### What needs to be done
Every line of the entries below that mentions "BestCouponRequest" is to be copied out.

*** Block opens ***

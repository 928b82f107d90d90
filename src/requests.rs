//! Best Coupon Requests

use rust_decimal::Decimal;
use thiserror::Error;

use crate::{cart::Cart, coupons::eligibility::is_country_code, users::UserContext};

/// Errors raised when a best-coupon request is malformed.
#[derive(Debug, Error, PartialEq, Eq)]
pub enum RequestError {
    /// The user id is blank.
    #[error("user id must not be empty")]
    MissingUserId,

    /// The user's country is not a two-letter code.
    #[error("country code '{0}' must be exactly 2 letters")]
    InvalidCountry(String),

    /// The user's lifetime spend is negative.
    #[error("lifetime spend must not be negative, got {0}")]
    NegativeLifetimeSpend(Decimal),

    /// The cart has no lines.
    #[error("cart must contain at least one item")]
    EmptyCart,

    /// A cart line has a blank product id.
    #[error("cart line {0} has no product id")]
    MissingProductId(usize),

    /// A cart line has a blank category.
    #[error("cart line {0} has no category")]
    MissingCategory(usize),

    /// A cart line has a non-positive unit price.
    #[error("cart line {0} has non-positive unit price {1}")]
    NonPositiveUnitPrice(usize, Decimal),

    /// A cart line has a zero quantity.
    #[error("cart line {0} has zero quantity")]
    ZeroQuantity(usize),
}

/// A request for the best coupon for a user's cart.
#[derive(Debug, Clone, PartialEq, Eq)]
pub struct BestCouponRequest {
    /// Requesting user
    pub user: UserContext,

    /// Cart to discount
    pub cart: Cart,
}

impl BestCouponRequest {
    /// Create a request.
    pub fn new(user: UserContext, cart: Cart) -> Self {
        Self { user, cart }
    }

    /// Check the request is well formed.
    ///
    /// # Errors
    ///
    /// Returns the first [`RequestError`] found.
    pub fn validate(&self) -> Result<(), RequestError> {
        if self.user.user_id.trim().is_empty() {
            return Err(RequestError::MissingUserId);
        }

        if !is_country_code(&self.user.country) {
            return Err(RequestError::InvalidCountry(self.user.country.clone()));
        }

        if self.user.lifetime_spend < Decimal::ZERO {
            return Err(RequestError::NegativeLifetimeSpend(self.user.lifetime_spend));
        }

        if self.cart.is_empty() {
            return Err(RequestError::EmptyCart);
        }

        for (idx, line) in self.cart.iter().enumerate() {
            if line.product_id.trim().is_empty() {
                return Err(RequestError::MissingProductId(idx));
            }

            if line.category.trim().is_empty() {
                return Err(RequestError::MissingCategory(idx));
            }

            if line.unit_price <= Decimal::ZERO {
                return Err(RequestError::NonPositiveUnitPrice(idx, line.unit_price));
            }

            if line.quantity == 0 {
                return Err(RequestError::ZeroQuantity(idx));
            }
        }

        Ok(())
    }
}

*** Block closes ***

### Answer section
pub struct BestCouponRequest {
impl BestCouponRequest {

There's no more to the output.